- _Task objective_
The lines to copy are those holding the string "ingest" in the entries below.

- _Material for the task_
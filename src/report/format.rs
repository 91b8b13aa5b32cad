//! Formatted terminal output.
//!
//! Formatting lives here so the statistics code stays free of presentation
//! and output changes are localized.

use crate::app::pipeline::{GlobalModels, LocalModel, Prepared, RunOutput, SpatialStats};
use crate::cluster::ClusterResult;
use crate::gwr::{BandwidthSearch, GwrFit, SearchMethod};
use crate::models::{Coefficient, LmDiagnostics, LmTest};
use crate::spatial::SpatialWeights;
use crate::stats::{LisaResult, MoranGlobal};

/// Full `analyze` report.
pub fn format_run_report(out: &RunOutput) -> String {
    let mut s = String::new();
    s.push_str(&format_dataset(&out.prepared));
    s.push_str(&format_weights(&out.prepared.weights));
    s.push_str(&format_spatial(&out.spatial, &out.prepared));
    s.push_str(&format_global_models(&out.global));
    s.push_str(&format_lm(&out.global.lm, out.prepared.config.alpha));
    s.push_str(&format_local(&out.local, &out.prepared));
    s
}

pub fn format_dataset(p: &Prepared) -> String {
    let mut out = String::new();
    out.push_str("=== lspat - spatial analysis of listing prices ===\n");
    out.push_str(&format!("Source: {}\n", p.source.description));
    out.push_str(&format!("CRS: {} ({})\n", p.source.crs.display_name(), p.source.crs_source));
    if let Some(field) = &p.source.id_field {
        out.push_str(&format!("Area id field: {field}\n"));
    }
    out.push_str(&format!(
        "Listings: read={} used={} filtered={} invalid={} outside areas={}\n",
        p.ingest.rows_read,
        p.ingest.listings_used,
        p.ingest.rows_filtered,
        p.ingest.row_errors.len(),
        p.ingest.unmatched
    ));
    if let Some(stats) = &p.ingest.stats {
        out.push_str(&format!(
            "Price: min={:.2} median={:.2} max={:.2} | entire homes={:.1}%\n",
            stats.price_min,
            stats.price_median,
            stats.price_max,
            100.0 * stats.entire_home_share
        ));
    }
    out.push_str(&format!(
        "Areas: loaded={} analysed={} dropped={}\n",
        p.areas.len(),
        p.records.len(),
        p.dropped.len()
    ));
    for d in p.dropped.iter().take(8) {
        out.push_str(&format!("  - {} ({})\n", d.id, d.reason));
    }
    if p.dropped.len() > 8 {
        out.push_str(&format!("  ... {} more\n", p.dropped.len() - 8));
    }
    out.push_str(&format!(
        "Response: {} | explanatory: {}\n\n",
        p.config.response_label(),
        p.config
            .explanatory
            .iter()
            .map(|v| v.label())
            .collect::<Vec<_>>()
            .join(", ")
    ));
    out
}

pub fn format_weights(w: &SpatialWeights) -> String {
    let s = w.summary();
    let mut out = String::new();
    out.push_str(&format!("Spatial weights ({:?}, row-standardized):\n", w.kind));
    out.push_str(&format!(
        "  n={} neighbors min/mean/max={}/{:.2}/{} nonzero={:.2}%\n",
        s.n, s.min_neighbors, s.mean_neighbors, s.max_neighbors, s.pct_nonzero
    ));
    if s.linked_islands > 0 {
        out.push_str(&format!("  islands linked to nearest neighbor: {}\n", s.linked_islands));
    }
    out.push('\n');
    out
}

pub fn format_moran(m: &MoranGlobal, response: &str) -> String {
    let mut out = String::new();
    out.push_str(&format!("Global Moran's I ({response}):\n"));
    out.push_str(&format!("  I={:.4}  E[I]={:.4}\n", m.i, m.expected));
    out.push_str(&format!(
        "  normality:     z={:>8.3}  p={}\n",
        m.z_norm,
        fmt_p(m.p_norm)
    ));
    out.push_str(&format!(
        "  randomization: z={:>8.3}  p={}\n",
        m.z_rand,
        fmt_p(m.p_rand)
    ));
    if let Some(perm) = &m.permutation {
        out.push_str(&format!(
            "  permutation ({}): z={:>8.3}  pseudo-p={:.4}\n",
            perm.permutations, perm.z_sim, perm.p_sim
        ));
    }
    out
}

pub fn format_lisa(lisa: &LisaResult) -> String {
    let mut out = String::new();
    out.push_str(&format!("LISA clusters (alpha={}):", lisa.alpha));
    let mut sig = 0;
    for (q, c) in lisa.counts() {
        out.push_str(&format!(" {}={c}", q.code()));
        sig += c;
    }
    out.push_str(&format!(" ns={}\n\n", lisa.local_i.len() - sig));
    out
}

pub fn format_spatial(s: &SpatialStats, p: &Prepared) -> String {
    let mut out = format_moran(&s.moran, p.config.response_label());
    out.push_str(&format_lisa(&s.lisa));
    out
}

/// OLS, spatial lag and spatial error side by side.
pub fn format_global_models(g: &GlobalModels) -> String {
    let mut out = String::new();
    out.push_str(&format!("Global models (dependent: {}, n={}):\n", g.data.y_name, g.data.n()));
    out.push_str(
        format!(
            "{:<14} {:>22} {:>22} {:>22}\n",
            "variable", "OLS", "spatial lag", "spatial error"
        )
        .as_str(),
    );
    out.push_str(&format!("{:-<14} {:-<22} {:-<22} {:-<22}\n", "", "", "", ""));

    for j in 0..g.data.k() {
        out.push_str(&format!(
            "{:<14} {:>22} {:>22} {:>22}\n",
            truncate(&g.data.names[j], 14),
            fmt_coef(&g.ols.coefficients[j]),
            fmt_coef(&g.lag.coefficients[j]),
            fmt_coef(&g.error.coefficients[j]),
        ));
    }
    out.push_str(&format!(
        "{:<14} {:>22} {:>22} {:>22}\n",
        "rho (Wy)",
        "",
        fmt_coef(&g.lag.rho),
        ""
    ));
    out.push_str(&format!(
        "{:<14} {:>22} {:>22} {:>22}\n",
        "lambda",
        "",
        "",
        fmt_coef(&g.error.lambda)
    ));
    out.push_str(&format!("{:-<14} {:-<22} {:-<22} {:-<22}\n", "", "", "", ""));
    out.push_str(&format!(
        "{:<14} {:>22.4} {:>22.4} {:>22.4}\n",
        "R2 / pseudo", g.ols.r2, g.lag.pseudo_r2, g.error.pseudo_r2
    ));
    out.push_str(&format!(
        "{:<14} {:>22.3} {:>22.3} {:>22.3}\n",
        "log-lik", g.ols.log_likelihood, g.lag.log_likelihood, g.error.log_likelihood
    ));
    out.push_str(&format!(
        "{:<14} {:>22.3} {:>22.3} {:>22.3}\n",
        "AIC", g.ols.aic, g.lag.aic, g.error.aic
    ));
    out.push_str(&format!(
        "{:<14} {:>22.3} {:>22.3} {:>22.3}\n",
        "Schwarz", g.ols.schwarz, g.lag.schwarz, g.error.schwarz
    ));
    out.push_str(&format!(
        "{:<14} {:>22} {:>22} {:>22}\n",
        "LR vs OLS",
        "",
        format!("{:.3} (p={})", g.lag.lr_vs_ols.statistic, fmt_p(g.lag.lr_vs_ols.p_value)),
        format!("{:.3} (p={})", g.error.lr_vs_ols.statistic, fmt_p(g.error.lr_vs_ols.p_value)),
    ));
    out.push_str(&format!(
        "OLS: adj R2={:.4} F={:.3} (p={}) cond.no={:.1} Jarque-Bera={:.3} (p={})\n\n",
        g.ols.adj_r2,
        g.ols.f_stat,
        fmt_p(g.ols.f_p_value),
        g.ols.condition_number,
        g.ols.jarque_bera,
        fmt_p(g.ols.jarque_bera_p)
    ));
    out
}

pub fn format_lm(lm: &LmDiagnostics, alpha: f64) -> String {
    let mut out = String::new();
    out.push_str("Diagnostics for spatial dependence (OLS residuals):\n");
    out.push_str(&format!("  Moran's I (residuals) {:>10.4}\n", lm.residual_moran));
    let rows: [(&str, &LmTest); 5] = [
        ("LM-lag", &lm.lm_lag),
        ("robust LM-lag", &lm.robust_lm_lag),
        ("LM-error", &lm.lm_error),
        ("robust LM-error", &lm.robust_lm_error),
        ("SARMA", &lm.sarma),
    ];
    for (name, t) in rows {
        out.push_str(&format!(
            "  {:<20} df={} {:>10.4}  p={}\n",
            name,
            t.df,
            t.statistic,
            fmt_p(t.p_value)
        ));
    }
    out.push_str(&format!("  suggested model: {}\n\n", lm.suggestion(alpha)));
    out
}

pub fn format_bandwidth(b: &BandwidthSearch) -> String {
    let mut out = String::new();
    let method = match b.method {
        SearchMethod::Golden => "golden section",
        SearchMethod::Interval => "interval",
        SearchMethod::Supplied => "supplied",
    };
    out.push_str(&format!(
        "Bandwidth selection ({method}, {}): range=[{:.1}, {:.1}] best={} score={:.4}\n",
        b.criterion.display_name(),
        b.lower,
        b.upper,
        b.best,
        b.best_score
    ));
    out.push_str(&format!("  {:>12} {:>14}\n", "bandwidth", "score"));
    let mut sorted = b.trace.clone();
    sorted.sort_by(|a, c| a.bandwidth.total_cmp(&c.bandwidth));
    for p in &sorted {
        let mark = if p.bandwidth == b.best.value() { "*" } else { " " };
        out.push_str(&format!("{mark} {:>12.2} {:>14.4}\n", p.bandwidth, p.score));
    }
    out.push('\n');
    out
}

pub fn format_gwr(g: &GwrFit, standardized: bool) -> String {
    let mut out = String::new();
    out.push_str(&format!(
        "GWR ({:?} kernel, bandwidth {}, {}):\n",
        g.kernel,
        g.bandwidth,
        if standardized { "standardized variables" } else { "raw variables" }
    ));
    out.push_str(&format!(
        "  R2={:.4} adj R2={:.4} ENP={:.2} sigma2={:.5}\n",
        g.r2, g.adj_r2, g.enp, g.sigma2
    ));
    out.push_str(&format!(
        "  AICc={:.3} AIC={:.3} BIC={:.3} CV={:.5}\n",
        g.scores.aicc, g.scores.aic, g.scores.bic, g.scores.cv
    ));
    out.push_str(&format!(
        "  adjusted alpha={:.5} critical |t|={:.3}\n",
        g.adj_alpha, g.critical_t
    ));
    out.push_str(&format!(
        "  {:<14} {:>9} {:>9} {:>9} {:>9} {:>9} {:>9} {:>7}\n",
        "coefficient", "mean", "min", "Q1", "median", "Q3", "max", "%sig"
    ));
    for c in g.coefficient_summaries() {
        let Some(f) = c.five else { continue };
        out.push_str(&format!(
            "  {:<14} {:>9.4} {:>9.4} {:>9.4} {:>9.4} {:>9.4} {:>9.4} {:>6.1}%\n",
            truncate(&c.name, 14),
            c.mean,
            f.min,
            f.q1,
            f.median,
            f.q3,
            f.max,
            c.pct_significant
        ));
    }
    out.push('\n');
    out
}

pub fn format_clusters(c: &ClusterResult) -> String {
    let mut out = String::new();
    out.push_str(&format!(
        "k-means on local coefficients (k={}, inertia={:.3}, silhouette={:.3}{}):\n",
        c.kmeans.k,
        c.kmeans.inertia,
        c.silhouette,
        if c.standardized { ", standardized" } else { "" }
    ));
    out.push_str(&format!("  {:<8} {:>5}", "cluster", "n"));
    for name in &c.names {
        out.push_str(&format!(" {:>12}", truncate(name, 12)));
    }
    out.push('\n');
    for p in &c.profiles {
        out.push_str(&format!("  {:<8} {:>5}", p.cluster, p.size));
        for m in &p.means {
            out.push_str(&format!(" {m:>12.4}"));
        }
        out.push('\n');
    }
    if !c.elbow.is_empty() {
        out.push_str(&format!("  {:>4} {:>12} {:>11}\n", "k", "inertia", "silhouette"));
        for e in &c.elbow {
            out.push_str(&format!("  {:>4} {:>12.3} {:>11.3}\n", e.k, e.inertia, e.silhouette));
        }
    }
    out.push('\n');
    out
}

pub fn format_local(l: &LocalModel, p: &Prepared) -> String {
    let mut out = format_bandwidth(&l.bandwidth);
    out.push_str(&format_gwr(&l.gwr, p.config.standardize));
    out.push_str(&format_clusters(&l.clusters));
    out
}

/// `estimate (stat)` with significance stars.
fn fmt_coef(c: &Coefficient) -> String {
    format!("{:.4} ({:.2}){}", c.estimate, c.statistic, stars(c.p_value))
}

fn stars(p: f64) -> &'static str {
    if p < 0.001 {
        "***"
    } else if p < 0.01 {
        "** "
    } else if p < 0.05 {
        "*  "
    } else {
        "   "
    }
}

fn fmt_p(p: f64) -> String {
    if !p.is_finite() {
        "n/a".to_string()
    } else if p < 1e-4 {
        "<0.0001".to_string()
    } else {
        format!("{p:.4}")
    }
}

fn truncate(s: &str, max: usize) -> String {
    if s.chars().count() <= max {
        return s.to_string();
    }
    let mut out = String::new();
    for (i, ch) in s.chars().enumerate() {
        if i + 1 >= max {
            break;
        }
        out.push(ch);
    }
    out.push('.');
    out
}

#[cfg(test)]
mod tests {
    use super::*;

    #[test]
    fn p_values_and_stars() {
        assert_eq!(fmt_p(0.00001), "<0.0001");
        assert_eq!(fmt_p(0.0421), "0.0421");
        assert_eq!(fmt_p(f64::NAN), "n/a");
        assert_eq!(stars(0.0005), "***");
        assert_eq!(stars(0.2), "   ");
    }

    #[test]
    fn truncate_marks_cut() {
        assert_eq!(truncate("entire_home", 6), "entir.");
        assert_eq!(truncate("beds", 6), "beds");
    }

    #[test]
    fn coefficient_cell_has_stars() {
        let c = Coefficient {
            name: "x".into(),
            estimate: 1.23456,
            std_error: 0.1,
            statistic: 12.3,
            p_value: 1e-6,
        };
        assert_eq!(fmt_coef(&c), "1.2346 (12.30)***");
    }

    #[test]
    fn run_report_has_every_section() {
        let config = crate::domain::AnalysisConfig {
            demo_grid: 5,
            demo_listings_per_area: 10,
            permutations: 19,
            clusters: 2,
            cluster_k_max: 3,
            kmeans_restarts: 2,
            ..crate::domain::AnalysisConfig::default()
        };
        let run = crate::app::pipeline::run_analysis(&config).unwrap();
        let report = format_run_report(&run);
        for heading in [
            "Spatial weights",
            "Global Moran's I",
            "LISA clusters",
            "Global models",
            "Diagnostics for spatial dependence",
            "Bandwidth selection",
            "GWR (",
            "k-means on local coefficients",
        ] {
            assert!(report.contains(heading), "missing {heading}");
        }
        for name in &run.local.gwr.names {
            assert!(report.contains(truncate(name, 14).as_str()));
        }
    }
}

- _Response box_
        p.ingest.rows_read,
        p.ingest.listings_used,
        p.ingest.rows_filtered,
        p.ingest.row_errors.len(),
        p.ingest.unmatched
    if let Some(stats) = &p.ingest.stats {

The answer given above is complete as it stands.